Christine Cole Catley

1922-2011

Dame Christine Cole Catley, who died in August aged 88, was indisputably one of New Zealand publishing’s most widely admired and loved personalities.

She came to publishing via editing work with AH & AW Reed, setting up her imprint with her second husband Doug Catley in 1973. For many years they were sequestered in the Marlborough Sounds, moving to Devonport in 2000. Cape Catley’s output has been prodigious and wide-ranging, from Archibald Baxter’s epic We Will Not Cease to Michael King’s Tread Softly essays; the list includes social issues, memoir, humour, novels and poetry.

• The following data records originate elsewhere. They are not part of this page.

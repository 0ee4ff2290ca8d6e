//! Wallet capability seam.
//!
//! The mint flow only needs a public key and the ability to sign one or many
//! transactions; any wallet implementation offering those three capabilities
//! can drive it.

pub mod keypair;
pub mod provider;

use async_trait::async_trait;
use solana_sdk::{pubkey::Pubkey, transaction::Transaction};
use thiserror::Error;

pub use keypair::KeypairWallet;
pub use provider::WalletConnectionProvider;

#[derive(Debug, Error)]
pub enum WalletError {
    #[error("wallet `{0}` not found")]
    UnknownWallet(String),
    #[error("wallet entry `{name}` address {address} does not match its key")]
    AddressMismatch { name: String, address: String },
    #[error("signing failed: {0}")]
    Signing(String),
}

/// The three capabilities the mint flow consumes.
#[async_trait]
pub trait Wallet: Send + Sync {
    /// `None` while the wallet has not exposed an identity.
    fn public_key(&self) -> Option<Pubkey>;

    async fn sign_transaction(&self, tx: Transaction) -> Result<Transaction, WalletError>;

    async fn sign_all_transactions(
        &self,
        txs: Vec<Transaction>,
    ) -> Result<Vec<Transaction>, WalletError>;
}

/// A selectable wallet implementation.
pub trait WalletAdapter: Wallet {
    fn name(&self) -> &str;

    fn connected(&self) -> bool;
}
//! Shared wallet balance cell.
//!
//! A single last-write-wins value in SOL, handed explicitly to every
//! component that reads or refreshes it. Readers can either snapshot the
//! current value or subscribe for updates.

use anyhow::Result;
use log::info;
use solana_sdk::{native_token::LAMPORTS_PER_SOL, pubkey::Pubkey};
use tokio::sync::watch;

use crate::ledger::Ledger;

#[derive(Clone, Debug)]
pub struct BalanceTracker {
    cell: std::sync::Arc<watch::Sender<f64>>,
}

impl Default for BalanceTracker {
    fn default() -> Self {
        Self::new()
    }
}

impl BalanceTracker {
    pub fn new() -> Self {
        let (tx, _rx) = watch::channel(0.0);
        Self {
            cell: std::sync::Arc::new(tx),
        }
    }

    /// Current balance in SOL.
    pub fn get(&self) -> f64 {
        *self.cell.borrow()
    }

    pub fn set(&self, sol: f64) {
        self.cell.send_replace(sol);
    }

    pub fn subscribe(&self) -> watch::Receiver<f64> {
        self.cell.subscribe()
    }

    /// Query the ledger and publish the result. Returns the new value.
    pub async fn refresh(&self, ledger: &dyn Ledger, owner: &Pubkey) -> Result<f64> {
        let sol = query_balance_sol(ledger, owner).await?;
        self.set(sol);
        Ok(sol)
    }

    /// Wallet identity changed: refresh when there is an identity to query.
    pub async fn on_wallet_changed(&self, ledger: &dyn Ledger, owner: Option<Pubkey>) -> Result<()> {
        if let Some(owner) = owner {
            let sol = self.refresh(ledger, &owner).await?;
            info!("💰 [BALANCE] {} holds {:.4} SOL", owner, sol);
        }
        Ok(())
    }
}

/// One balance query, converted from lamports to SOL.
pub async fn query_balance_sol(ledger: &dyn Ledger, owner: &Pubkey) -> Result<f64> {
    let lamports = ledger.get_balance(owner).await?;
    Ok(lamports as f64 / LAMPORTS_PER_SOL as f64)
}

As Frank Sargeson’s literary executor Chris midwifed several books about him. Sargeson left his estate to Chris, urging her to sell his bach and splash out on a cruise. Instead she set up the Frank Sargeson Trust to preserve his frail fibrolite landmark as a literary museum, and to support writers through the Buddle Finlay Sargeson Fellowship.

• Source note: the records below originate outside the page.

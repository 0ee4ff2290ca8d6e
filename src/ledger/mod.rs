//! Ledger access seam: every network round-trip the mint flow makes goes
//! through [`Ledger`], so the orchestrator can run against a live RPC node
//! or an in-memory double.

pub mod rpc;

use async_trait::async_trait;
use solana_sdk::{
    hash::Hash, pubkey::Pubkey, signature::Signature, transaction::Transaction,
};
use solana_transaction_status::TransactionStatus;

pub use rpc::RpcLedger;

#[async_trait]
pub trait Ledger: Send + Sync + 'static {
    /// Balance in lamports.
    async fn get_balance(&self, pubkey: &Pubkey) -> anyhow::Result<u64>;

    async fn get_account_data(&self, pubkey: &Pubkey) -> anyhow::Result<Vec<u8>>;

    async fn get_latest_blockhash(&self) -> anyhow::Result<Hash>;

    async fn get_minimum_balance_for_rent_exemption(&self, data_len: usize)
        -> anyhow::Result<u64>;

    /// Submit a fully signed transaction, returning its signature.
    async fn send_transaction(&self, tx: &Transaction) -> anyhow::Result<Signature>;

    /// Latest known status, `None` while the cluster hasn't seen it.
    async fn get_signature_status(
        &self,
        signature: &Signature,
    ) -> anyhow::Result<Option<TransactionStatus>>;
}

She also initiated and was an early trustee of the Michael King Writers’ Centre; indeed, few publishers have been a better tutor and friend of writers, or launched as many careers. “Nothing was a trouble to Chris; she was adept at addressing every challenge,” says Judith Dell Panny who, like many of her authors, enjoyed Chris’s hospitality. “Her spacious home was a gathering place for people from throughout the country. Her warmth, vitality and joyous sense of humour, I will remember and find again in her writing.” Long-time friends Graeme Lay and Kevin Ireland were summoned mysteriously by Chris one evening in July, handed a glass of wine, then told simply that she had cancer and had a very short time to live. “We raised glasses to a bloody fine life and joked for the rest of the evening,” says Kevin. “Great style, don’t you think?”

Peter Dorn, printer of many of her books, found her lack of an us-and-them attitude refreshing: “She had no class barriers – she was as comfortable in the factory lunchroom as she was at Government House. She was warm and forthcoming, and I always felt uplifted after dealing with her.”

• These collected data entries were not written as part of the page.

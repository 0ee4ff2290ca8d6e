//! Signature confirmation polling with a hard wall-clock timeout.

use std::time::{Duration, Instant};

use log::{debug, warn};
use solana_sdk::{
    commitment_config::CommitmentConfig, signature::Signature, transaction::TransactionError,
};
use solana_transaction_status::TransactionStatus;

use crate::ledger::Ledger;

/// Terminal result of waiting on one signature.
#[derive(Clone, Debug, PartialEq)]
pub enum ConfirmationOutcome {
    Confirmed(TransactionStatus),
    Failed(TransactionError),
    TimedOut,
}

impl ConfirmationOutcome {
    pub fn is_success(&self) -> bool {
        matches!(self, ConfirmationOutcome::Confirmed(_))
    }
}

/// Poll `signature` every `poll_interval` until its status reaches
/// `commitment` or reports an error. Never waits past `timeout`.
pub async fn await_transaction_signature_confirmation(
    ledger: &dyn Ledger,
    signature: &Signature,
    timeout: Duration,
    commitment: CommitmentConfig,
    poll_interval: Duration,
) -> ConfirmationOutcome {
    let started = Instant::now();

    let poll = async {
        loop {
            match ledger.get_signature_status(signature).await {
                Ok(Some(status)) => {
                    if let Some(err) = status.err.clone() {
                        return ConfirmationOutcome::Failed(err);
                    }
                    if status.satisfies_commitment(commitment) {
                        return ConfirmationOutcome::Confirmed(status);
                    }
                    debug!("⏳ [CONFIRM] {} seen, below {:?}", signature, commitment.commitment);
                }
                Ok(None) => debug!("⏳ [CONFIRM] {} not seen yet", signature),
                Err(e) => warn!("⚠️ [CONFIRM] Status query for {} failed: {:#}", signature, e),
            }
            tokio::time::sleep(poll_interval).await;
        }
    };

    match tokio::time::timeout(timeout, poll).await {
        Ok(outcome) => {
            debug!(
                "✅ [CONFIRM] {} resolved in {}ms",
                signature,
                started.elapsed().as_millis()
            );
            outcome
        }
        Err(_) => {
            warn!(
                "⏰ [CONFIRM] {} not confirmed within {}ms",
                signature,
                timeout.as_millis()
            );
            ConfirmationOutcome::TimedOut
        }
    }
}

Chris’s radical streak was seen as early as 1945 when she was openly a solo mother, and later when she crossed swords with Prime Minister Muldoon, leading to her sacking from the Broadcasting Council. Community concerns were always prominent in her publishing list, as in her life. She co-founded the Parents’ Centre educational movement for pregnant women and their husbands, influencing hospital procedures and raising awareness of the emotional aspects of childbirth, mother-infant bonding and fathers’ roles. Her publishing achievements came after a stellar career in journalism, here and overseas, culminating with her instigation of New Zealand’s first full-time training course for journalists, and active promotion of equality for women in that profession.

Chris Cole Catley’s keenly awaited memoir was near completion when she died. The title of her monumental work on astronomer Beatrice Tinsley would have served well for a biography of Chris herself: Bright Star.